مقالات پذیرفته شده در نهمین کنگره بین المللی زیست پزشکی
Introduction of peptides affecting insect sodium channels from the transcriptome of the venom gland of the scorpion Odontobuthus doriae for the production of biocompatible insecticides
Introduction of peptides affecting insect sodium channels from the transcriptome of the venom gland of the scorpion Odontobuthus doriae for the production of biocompatible insecticides
seyed ilia hejazi,1,*Maryam Naderi Soorki,2
1. Department of Biology, Faculty of Science, Shahid Chamran University of Ahvaz, 2. Department of Biology, Faculty of Science, Shahid Chamran University of Ahvaz, Ahvaz, Iran
Introduction: Traditional chemical insecticides, in addition to their side effects on non-target organisms, create problems such as high persistence and environmental pollution. Therefore, discovering safer and more biocompatible insecticides is of great importance. Scorpion venom is one of the natural resources rich in bioactive peptides that specifically target insect Naᵥ channels.
Odontobuthus doriae, a species native to Iran and the Middle East, contains various peptides identified through transcriptomic studies. OD1, one of the most important toxins identified from this scorpion, inhibits the inactivation process of Nav1.7 channels through a specific mechanism, making it a suitable candidate for the development of biocompatible insecticides.

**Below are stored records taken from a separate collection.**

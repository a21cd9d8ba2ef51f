pub mod import_session;
pub mod wizard;

pub use import_session::{ImportSession, UploadStep, WizardStage};
pub use wizard::WizardController;
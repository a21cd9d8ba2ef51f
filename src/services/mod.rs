pub mod committer;
pub mod file_preparer;
pub mod progress_tracker;
pub mod structure_resolver;
pub mod template_provisioner;

pub use committer::{CommitPhase, ImportCommitter};
pub use file_preparer::ImportFilePreparer;
pub use progress_tracker::{
    ProgressTracker, TrackerHandle, TrackerSettings, TrackingStrategy, PACED_PHASES,
};
pub use structure_resolver::EducationalStructureResolver;
pub use template_provisioner::{TemplateFile, TemplateProvisioner};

Voltage-gated sodium channels in insects play a crucial role in transmitting nerve signals in the insect nervous system. Many scorpion venom peptides, such as α-ScTx and β-ScTx, selectively block or alter the function of these channels, leading to paralysis or death in insects. α-ScTx toxins inhibit the rapid inactivation process of Naᵥ channels, leading to prolonged sodium influx, depolarization, and neuronal paralysis. Meanwhile, β-ScTx toxins shift the activation threshold of Naᵥ channels, causing abnormal excitation and paralysis. In the following sections, other peptides with similar properties are examined.

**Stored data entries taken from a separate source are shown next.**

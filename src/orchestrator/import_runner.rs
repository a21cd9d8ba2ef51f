//! 命令行导入运行器 - 编排层
//!
//! ## 职责
//!
//! 按配置驱动一次完整的向导运行，是二进制程序的入口。
//!
//! ## 核心功能
//!
//! 1. **应用初始化**：创建 API 客户端和向导
//! 2. **结构选择**：按配置选择阶段、年级、班级、学年
//! 3. **模板下载**：可选，保存到配置目录
//! 4. **预览与提交**：预览有错误时停止，否则提交并输出进度
//! 5. **结果输出**：统计信息与报告文件
//!
//! Ctrl-C 会重置向导，停止进度跟踪。

use anyhow::{Context, Result};
use std::sync::Arc;
use tokio::sync::watch;
use tracing::{info, warn};

use crate::clients::SchoolApiClient;
use crate::config::Config;
use crate::models::ImportJob;
use crate::services::TrackerSettings;
use crate::utils::logging;
use crate::workflow::WizardController;

const TOTAL_STEPS: usize = 4;
const MAX_ERRORS_SHOWN: usize = 20;

/// 应用主结构
pub struct App {
    config: Config,
    wizard: WizardController,
}

impl App {
    /// 初始化应用
    pub fn initialize(config: Config) -> Result<Self> {
        logging::init_report_file(&config.report_file)?;
        logging::log_startup(&config.api_base_url);

        let client = SchoolApiClient::new(&config)?;
        let wizard = WizardController::new(Arc::new(client), TrackerSettings::from(&config));

        Ok(Self { config, wizard })
    }

    /// 运行应用主逻辑
    pub async fn run(&mut self) -> Result<()> {
        // ========== 第 1 步：结构选择 ==========
        logging::log_stage(1, TOTAL_STEPS, "选择教育结构");
        self.select_structure().await?;

        // ========== 第 2 步：模板 ==========
        logging::log_stage(2, TOTAL_STEPS, "导入模板");
        if self.config.download_template {
            let template = self.wizard.download_template().await?;
            let path = template.save_to(&self.config.template_output_dir).await?;
            info!("💾 模板已保存: {}", path.display());
        } else {
            info!("跳过模板下载");
        }
        self.wizard.proceed_to_upload()?;

        // ========== 第 3 步：上传、预览、提交 ==========
        logging::log_stage(3, TOTAL_STEPS, "上传与预览");
        let Some(import_file) = self.config.import_file.clone() else {
            warn!("⚠️ 未配置 IMPORT_FILE，流程结束");
            return Ok(());
        };

        self.wizard
            .load_file(&import_file)
            .await
            .with_context(|| format!("无法读取导入文件: {}", import_file))?;

        let preview = self.wizard.preview().await?;
        logging::log_preview(preview, MAX_ERRORS_SHOWN);

        if !self.wizard.can_commit() {
            warn!("⚠️ 预览未通过，请修正文件后重新运行");
            return Ok(());
        }

        let job = self.wizard.commit().await?;
        info!("📤 导入已提交: {}", job.status_message);

        if let Some(progress) = self.wizard.progress() {
            tokio::spawn(log_progress(progress));
        }

        let outcome = tokio::select! {
            outcome = self.wizard.await_results() => Some(outcome.map(|r| r.clone())),
            _ = tokio::signal::ctrl_c() => None,
        };

        let results = match outcome {
            Some(outcome) => outcome?,
            None => {
                warn!("🛑 收到中断信号，已取消导入跟踪");
                self.wizard.reset();
                return Ok(());
            }
        };

        // ========== 第 4 步：结果 ==========
        logging::log_stage(4, TOTAL_STEPS, "导入结果");
        logging::append_results_to_report(&self.config.report_file, &results)?;
        logging::print_final_stats(&results, &self.config.report_file);

        Ok(())
    }

    /// 按配置完成结构选择
    async fn select_structure(&mut self) -> Result<()> {
        self.wizard.load_catalog().await?;

        if let Some(level_id) = self.config.level_id {
            self.wizard.select_level(level_id)?;
        }
        if let Some(grade_id) = self.config.grade_id {
            self.wizard.select_grade(grade_id)?;
            let classes = self.wizard.load_classes().await?;
            info!("年级 #{} 下共 {} 个班级", grade_id, classes.len());
        }
        if let Some(class_id) = self.config.class_id {
            self.wizard.select_class(class_id)?;
        }

        let academic_year_id = self.config.academic_year_id.or_else(|| {
            self.wizard
                .resolver()
                .current_academic_year()
                .map(|year| year.id)
        });
        if let Some(academic_year_id) = academic_year_id {
            self.wizard.select_academic_year(academic_year_id)?;
        }

        self.wizard.confirm_structure()?;
        Ok(())
    }
}

/// 输出进度直到任务结束
async fn log_progress(mut progress: watch::Receiver<ImportJob>) {
    while progress.changed().await.is_ok() {
        let job = progress.borrow_and_update().clone();
        info!("⏳ [{:>3}%] {}", job.progress_percent, job.status_message);
        if job.is_terminal() {
            break;
        }
    }
}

Methods: In this study, cDNAs corresponding to ODNaTx2, ODNaTx3, and ODNaTx4 toxins (accession numbers: KU295403, KU295404, KU295405) were selected from the venom gland cDNA library of Odontobuthus doriae, previously constructed by Naderi and colleagues in 2016. These sequences were evaluated structurally and functionally using various bioinformatics software such as NCBI/Blast, UniProt/alignment, Oligo7, DISULFIND, SignalP 4.1, ExPASy/ProtParam, ExPASy/SWISS-MODEL, and Phyre2
Results: cDNA sequence of ODNaTx2, ODNaTx3, and ODNaTx4 toxins after similarity searching by protein blast tools was similar to some α-NaTx toxins from other scorpionsby sufficient identity. Open reading frames of these peptides were 81, 83, and 87, respectively. they also contained three to four intramolecular disulfide bridges, and all of these three putative peptides showed a putative conserved domain belonging to toxin-3 superfamily. According to their pI values, all three peptides exhibit basic characteristics at the isoelectric point. Except for peptide ODNaTx2, peptides ODNaTx3 and ODNaTx4 show a high stability index, and their stable structural features make them promising candidates for biotechnological applications.
Conclusion: he identified peptides, due to their strong sequence, structural, and physicochemical similarities to previously known peptides with selectivity toward insect Naᵥ channels, can play a key role in the development of biocompatible insecticides. Unlike chemical pesticides, the use of these peptides reduces environmental pollution and insect resistance. Thanks to their high biodegradability, they are degraded relatively quickly in the environment and do not cause long-term contamination. Moreover, the unique mechanism of these toxins reduces the likelihood of resistance developing in insect populations compared to chemical insecticides.
However, challenges such as large-scale industrial production, peptide stability and half-life under environmental conditions, and safety assessments in non-target species need to be addressed. Additionally, proteomic studies and protein engineering can optimize peptide structures and enhance their selectivity.